Hmm.. it seems this boils down to saying that we would partially
deprecate `(use-modules ...)'.

>  In order for a program to be consistent with regard to
> version, all of the version specifiers for a particular library name
> must be prefixes of the most fully-specified version of that library.
> If this is true, then once the most fully-specified version is
> resolved, wildcard version specifiers can be resolved to that version.
>
> Unfortunately, depending on the order in which imports are processed,
> this mechanism might need to examine the headers of several versions
> of a particular library.  So it's the most correct, but it may be
> non-optimal.
>
> A lazier but potentially less load-thrashy alternative would be to
> have wildcard versions match the latest available version of a library
> OR an already-loaded version of that library if present.

I can imagine a less clever approach, in which each import is
considered as we come to it, and

- if there's already a live module with that name

  - if it's version is compatible with the new import, it's used

  - if it's version isn't compatible, error

- else load a live module as indicated by the new import (somehow -
  e.g.
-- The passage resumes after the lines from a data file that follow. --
//! Device Form Panel
//! Left side panel: searchable dropdowns, implant flag and the submit button.

use crate::data::{ReferenceField, ReferenceLoader};
use crate::form::{DeviceForm, FormState};
use crate::gui::SearchableSelect;
use crate::prediction::Implanted;
use egui::{Color32, RichText};

/// Left side panel with the device inputs and service actions.
pub struct DeviceFormPanel {
    device_select: SearchableSelect,
    manufacturer_select: SearchableSelect,
    classification_select: SearchableSelect,
    id_select: SearchableSelect,
    country_select: SearchableSelect,
    code_select: SearchableSelect,
}

impl Default for DeviceFormPanel {
    fn default() -> Self {
        Self {
            device_select: SearchableSelect::new("device_name", "Device Name"),
            manufacturer_select: SearchableSelect::new("manufacturer_name", "Manufacturer Name"),
            classification_select: SearchableSelect::new("classification", "Classification"),
            id_select: SearchableSelect::new("device_id", "ID"),
            country_select: SearchableSelect::new("country", "Country"),
            code_select: SearchableSelect::new("code", "Code"),
        }
    }
}

impl DeviceFormPanel {
    pub fn new() -> Self {
        Self::default()
    }

    /// Empty the form and every search box.
    pub fn reset(&mut self, form: &mut DeviceForm) {
        form.state = FormState::default();
        for select in [
            &mut self.device_select,
            &mut self.manufacturer_select,
            &mut self.classification_select,
            &mut self.id_select,
            &mut self.country_select,
            &mut self.code_select,
        ] {
            select.set_query("");
            select.close();
        }
    }

    /// Draw the form
    pub fn show(
        &mut self,
        ui: &mut egui::Ui,
        form: &mut DeviceForm,
        loader: &ReferenceLoader,
        history_len: usize,
    ) -> DeviceFormAction {
        let mut action = DeviceFormAction::None;
        let mut reset = false;

        ui.vertical_centered(|ui| {
            ui.add_space(5.0);
            ui.label(
                RichText::new("🩺 Device Information")
                    .size(20.0)
                    .color(Color32::from_rgb(100, 149, 237)),
            );
        });
        ui.add_space(10.0);
        ui.separator();
        ui.add_space(5.0);

        if let Some(value) = self.device_select.show(
            ui,
            loader.options(ReferenceField::DeviceName),
            &form.state.device_name,
        ) {
            form.state.device_name = value;
        }
        ui.add_space(8.0);

        if let Some(value) = self.manufacturer_select.show(
            ui,
            loader.options(ReferenceField::Manufacturer),
            &form.state.manufacturer_name,
        ) {
            form.state.manufacturer_name = value;
        }
        ui.add_space(8.0);

        if let Some(value) = self.classification_select.show(
            ui,
            loader.options(ReferenceField::Classification),
            &form.state.classification,
        ) {
            form.state.classification = value;
        }
        ui.add_space(8.0);

        ui.collapsing(RichText::new("Additional details").size(13.0), |ui| {
            let details = &mut form.state.details;
            if let Some(value) =
                self.id_select
                    .show(ui, loader.options(ReferenceField::DeviceId), &details.device_id)
            {
                details.device_id = value;
            }
            ui.add_space(6.0);
            if let Some(value) =
                self.country_select
                    .show(ui, loader.options(ReferenceField::Country), &details.country)
            {
                details.country = value;
            }
            ui.add_space(6.0);
            if let Some(value) =
                self.code_select
                    .show(ui, loader.options(ReferenceField::Code), &details.code)
            {
                details.code = value;
            }
        });
        ui.add_space(8.0);

        ui.label(RichText::new("Implanted").size(13.0).strong());
        ui.horizontal(|ui| {
            for implanted in Implanted::ALL {
                ui.radio_value(&mut form.state.implanted, implanted, implanted.label());
            }
        });

        ui.add_space(15.0);
        ui.separator();
        ui.add_space(10.0);

        // ===== Action Buttons =====
        ui.vertical_centered(|ui| {
            let button = egui::Button::new(RichText::new(form.button_label()).size(16.0))
                .min_size(egui::vec2(200.0, 35.0));
            if ui.add_enabled(form.can_submit(), button).clicked() {
                action = DeviceFormAction::Submit;
            }

            ui.add_space(5.0);
            let hint = if loader.is_loaded() {
                "All dropdowns are searchable."
            } else {
                "Loading options…"
            };
            ui.label(RichText::new(hint).size(11.0).color(Color32::GRAY));

            ui.add_space(15.0);
            ui.horizontal(|ui| {
                if ui.button("🔌 Check service").clicked() {
                    action = DeviceFormAction::CheckHealth;
                }
                let export = ui.add_enabled(history_len > 0, egui::Button::new("📄 Export history…"));
                if export.clicked() {
                    action = DeviceFormAction::ExportHistory;
                }
            });
            ui.horizontal(|ui| {
                if ui
                    .add_enabled(!form.is_submitting(), egui::Button::new("↺ Reset form"))
                    .clicked()
                {
                    reset = true;
                }
                let clear = ui.add_enabled(history_len > 0, egui::Button::new("🗑 Clear history"));
                if clear.clicked() {
                    action = DeviceFormAction::ClearHistory;
                }
            });
        });

        if reset {
            self.reset(form);
        }
        action
    }
}

/// Actions triggered by the device form
#[derive(Debug, Clone, PartialEq)]
pub enum DeviceFormAction {
    None,
    Submit,
    CheckHealth,
    ExportHistory,
    ClearHistory,
}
Andy's symlink approach).

Now obviously this could render some programs unstartable.  But that
could be OK, so long as there was an easy fix for the program author,
such as adding

(use-modules ((the troublesome module) #:version (the right version)))

near the top of the main program.  It would be even more OK if we
could provide a tool to help work out (the right version).

But even with that tool, this less clever approach is a lot less nice
than something that Just Works - which is what your suggestion above
is.  So I'd prefer your suggestion if we can make it work.